Task requirements: In the listing below, locate the line that contains "pub fn is_admin(&self)" and the line that contains "pub fn is_deleted(&self)". Restate word for word those two lines and every line between them, and nothing else.

Record set:
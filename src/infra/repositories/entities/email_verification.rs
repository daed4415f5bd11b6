//! Single-use verification token record, keyed by email.
//!
//! At most one live token per address; re-issuing replaces the row and
//! consumption clears it.

use sea_orm::entity::prelude::*;

#[derive(Clone, Debug, PartialEq, Eq, DeriveEntityModel)]
#[sea_orm(table_name = "email_verifications")]
pub struct Model {
    #[sea_orm(primary_key)]
    pub id: i32,
    #[sea_orm(unique)]
    pub email: String,
    pub verify_token: Option<String>,
    pub created_time: DateTimeUtc,
    pub updated_time: DateTimeUtc,
}

#[derive(Copy, Clone, Debug, EnumIter, DeriveRelation)]
pub enum Relation {}

impl ActiveModelBehavior for ActiveModel {}
//! User domain entity and related types.

use chrono::{DateTime, Utc};
use serde::{Deserialize, Serialize};
use utoipa::ToSchema;

use crate::config::{ROLE_ADMIN, ROLE_CUSTOMER};

/// User roles enumeration
#[derive(Debug, Clone, Copy, PartialEq, Eq, Serialize, Deserialize, ToSchema)]
#[serde(rename_all = "UPPERCASE")]
pub enum UserRole {
    Admin,
    Customer,
}

impl UserRole {
    /// Check if this role has admin privileges
    pub fn is_admin(&self) -> bool {
        matches!(self, UserRole::Admin)
    }
}

impl From<&str> for UserRole {
    fn from(s: &str) -> Self {
        match s {
            ROLE_ADMIN => UserRole::Admin,
            _ => UserRole::Customer,
        }
    }
}

impl std::fmt::Display for UserRole {
    fn fmt(&self, f: &mut std::fmt::Formatter<'_>) -> std::fmt::Result {
        match self {
            UserRole::Admin => write!(f, "{}", ROLE_ADMIN),
            UserRole::Customer => write!(f, "{}", ROLE_CUSTOMER),
        }
    }
}

/// User domain entity
#[derive(Debug, Clone, Serialize, Deserialize)]
pub struct User {
    pub id: i32,
    pub email: String,
    #[serde(skip_serializing)]
    pub password: String,
    pub first_name: Option<String>,
    pub last_name: Option<String>,
    pub business_name: Option<String>,
    pub role: UserRole,
    /// 0 = deactivated (unverified), 1 = activated, 2 = rejected
    pub status: i32,
    pub delete_flg: i32,
    pub created_time: DateTime<Utc>,
    pub updated_time: DateTime<Utc>,
}

impl User {
    pub fn is_deleted(&self) -> bool {
        self.delete_flg != 0
    }

    /// Full display name, falling back to the email address.
    pub fn display_name(&self) -> String {
        let name = format!(
            "{} {}",
            self.first_name.as_deref().unwrap_or(""),
            self.last_name.as_deref().unwrap_or("")
        );
        let name = name.trim();
        if name.is_empty() {
            self.email.clone()
        } else {
            name.to_string()
        }
    }

    /// Identity claims embedded into signed tokens.
    pub fn identity(&self) -> Identity {
        Identity {
            id: self.id,
            email: self.email.clone(),
            first_name: self.first_name.clone(),
            last_name: self.last_name.clone(),
            business_name: self.business_name.clone(),
            role: self.role,
            status: self.status,
        }
    }
}

/// The identity attributes carried by access and refresh tokens.
/// Time fields (`iat`/`exp`) live outside this struct so a refresh can
/// re-sign exactly these claims.
#[derive(Debug, Clone, Serialize, Deserialize, ToSchema)]
#[serde(rename_all = "camelCase")]
pub struct Identity {
    pub id: i32,
    pub email: String,
    pub first_name: Option<String>,
    pub last_name: Option<String>,
    pub business_name: Option<String>,
    pub role: UserRole,
    pub status: i32,
}

/// Fields required to insert a user row.
#[derive(Debug, Clone)]
pub struct NewUser {
    pub email: String,
    pub password: String,
    pub first_name: Option<String>,
    pub last_name: Option<String>,
    pub business_name: Option<String>,
    pub role: UserRole,
    pub status: i32,
}

/// Row shape returned by the back-office user listing.
#[derive(Debug, Clone, Serialize, ToSchema)]
#[serde(rename_all = "camelCase")]
pub struct UserListItem {
    pub id: i32,
    pub email: String,
    pub first_name: Option<String>,
    pub last_name: Option<String>,
    pub status: i32,
}

/// Minimal user reference embedded in other entities' payloads.
#[derive(Debug, Clone, Serialize, ToSchema)]
#[serde(rename_all = "camelCase")]
pub struct UserRef {
    pub id: i32,
    pub first_name: Option<String>,
    pub last_name: Option<String>,
    pub email: String,
}

/// Author reference on public content.
#[derive(Debug, Clone, Serialize, ToSchema)]
#[serde(rename_all = "camelCase")]
pub struct AuthorRef {
    pub first_name: Option<String>,
    pub last_name: Option<String>,
}
//! Centralized error handling.
//!
//! Provides a unified error type for the entire application,
//! with automatic HTTP response conversion.

use axum::{
    http::StatusCode,
    response::{IntoResponse, Response},
    Json,
};
use serde::Serialize;
use thiserror::Error;

/// Application error types
#[derive(Error, Debug)]
pub enum AppError {
    // Authentication & Authorization
    #[error("Authentication required")]
    Unauthorized,

    #[error("Access denied")]
    Forbidden,

    // Resource errors
    #[error("{0}")]
    NotFound(String),

    #[error("{0} already exists")]
    Conflict(String),

    // Validation
    #[error("{0}")]
    Validation(String),

    #[error("{0}")]
    BadRequest(String),

    // External service errors
    #[error("Database error")]
    Database(#[from] sea_orm::DbErr),

    #[error("Authentication error")]
    Jwt(#[from] jsonwebtoken::errors::Error),

    #[error("Gửi email thất bại. Vui lòng kiểm tra lại cấu hình SMTP.")]
    DispatchFailure(String),

    // Internal
    #[error("Internal server error")]
    Internal(String),
}

/// Error response body
#[derive(Debug, Serialize)]
struct ErrorResponse {
    error: ErrorBody,
}

#[derive(Debug, Serialize)]
struct ErrorBody {
    code: String,
    message: String,
}

impl AppError {
    /// Get error code for client
    fn code(&self) -> &'static str {
        match self {
            AppError::Unauthorized => "UNAUTHORIZED",
            AppError::Forbidden => "FORBIDDEN",
            AppError::NotFound(_) => "NOT_FOUND",
            AppError::Conflict(_) => "CONFLICT",
            AppError::Validation(_) => "VALIDATION_ERROR",
            AppError::BadRequest(_) => "BAD_REQUEST",
            AppError::Database(_) => "DATABASE_ERROR",
            AppError::Jwt(_) => "AUTH_ERROR",
            AppError::DispatchFailure(_) => "MAIL_ERROR",
            AppError::Internal(_) => "INTERNAL_ERROR",
        }
    }

    /// Get HTTP status code
    fn status(&self) -> StatusCode {
        match self {
            AppError::Unauthorized | AppError::Jwt(_) => StatusCode::UNAUTHORIZED,
            AppError::Forbidden => StatusCode::FORBIDDEN,
            AppError::NotFound(_) => StatusCode::NOT_FOUND,
            AppError::Conflict(_) => StatusCode::CONFLICT,
            AppError::Validation(_) | AppError::BadRequest(_) => StatusCode::BAD_REQUEST,
            AppError::Database(_) | AppError::DispatchFailure(_) | AppError::Internal(_) => {
                StatusCode::INTERNAL_SERVER_ERROR
            }
        }
    }

    /// Get user-facing message (hides internal details)
    fn user_message(&self) -> String {
        match self {
            // Show full message for client errors
            AppError::NotFound(msg) => msg.clone(),
            AppError::Validation(msg) => msg.clone(),
            AppError::BadRequest(msg) => msg.clone(),
            AppError::Conflict(msg) => format!("{} already exists", msg),

            // Hide details for internal/security errors
            AppError::Database(e) => {
                tracing::error!("Database error: {:?}", e);
                "A database error occurred".to_string()
            }
            AppError::Jwt(e) => {
                tracing::error!("JWT error: {:?}", e);
                "Invalid or expired token".to_string()
            }
            AppError::DispatchFailure(e) => {
                tracing::error!("Mail dispatch error: {}", e);
                self.to_string()
            }
            AppError::Internal(msg) => {
                tracing::error!("Internal error: {}", msg);
                "An internal error occurred".to_string()
            }

            // Use default message for others
            _ => self.to_string(),
        }
    }
}

impl IntoResponse for AppError {
    fn into_response(self) -> Response {
        let status = self.status();
        let body = ErrorResponse {
            error: ErrorBody {
                code: self.code().to_string(),
                message: self.user_message(),
            },
        };

        (status, Json(body)).into_response()
    }
}

/// Result type alias
pub type AppResult<T> = Result<T, AppError>;

/// Convenience constructors
impl AppError {
    pub fn not_found(msg: impl Into<String>) -> Self {
        AppError::NotFound(msg.into())
    }

    pub fn bad_request(msg: impl Into<String>) -> Self {
        AppError::BadRequest(msg.into())
    }

    pub fn conflict(entity: impl Into<String>) -> Self {
        AppError::Conflict(entity.into())
    }

    pub fn validation(msg: impl Into<String>) -> Self {
        AppError::Validation(msg.into())
    }

    pub fn internal(msg: impl Into<String>) -> Self {
        AppError::Internal(msg.into())
    }
}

Response to this exercise:
    pub fn is_admin(&self) -> bool {
        matches!(self, UserRole::Admin)
    }
}

impl From<&str> for UserRole {
    fn from(s: &str) -> Self {
        match s {
            ROLE_ADMIN => UserRole::Admin,
            _ => UserRole::Customer,
        }
    }
}

impl std::fmt::Display for UserRole {
    fn fmt(&self, f: &mut std::fmt::Formatter<'_>) -> std::fmt::Result {
        match self {
            UserRole::Admin => write!(f, "{}", ROLE_ADMIN),
            UserRole::Customer => write!(f, "{}", ROLE_CUSTOMER),
        }
    }
}

/// User domain entity
#[derive(Debug, Clone, Serialize, Deserialize)]
pub struct User {
    pub id: i32,
    pub email: String,
    #[serde(skip_serializing)]
    pub password: String,
    pub first_name: Option<String>,
    pub last_name: Option<String>,
    pub business_name: Option<String>,
    pub role: UserRole,
    /// 0 = deactivated (unverified), 1 = activated, 2 = rejected
    pub status: i32,
    pub delete_flg: i32,
    pub created_time: DateTime<Utc>,
    pub updated_time: DateTime<Utc>,
}

impl User {
    pub fn is_deleted(&self) -> bool {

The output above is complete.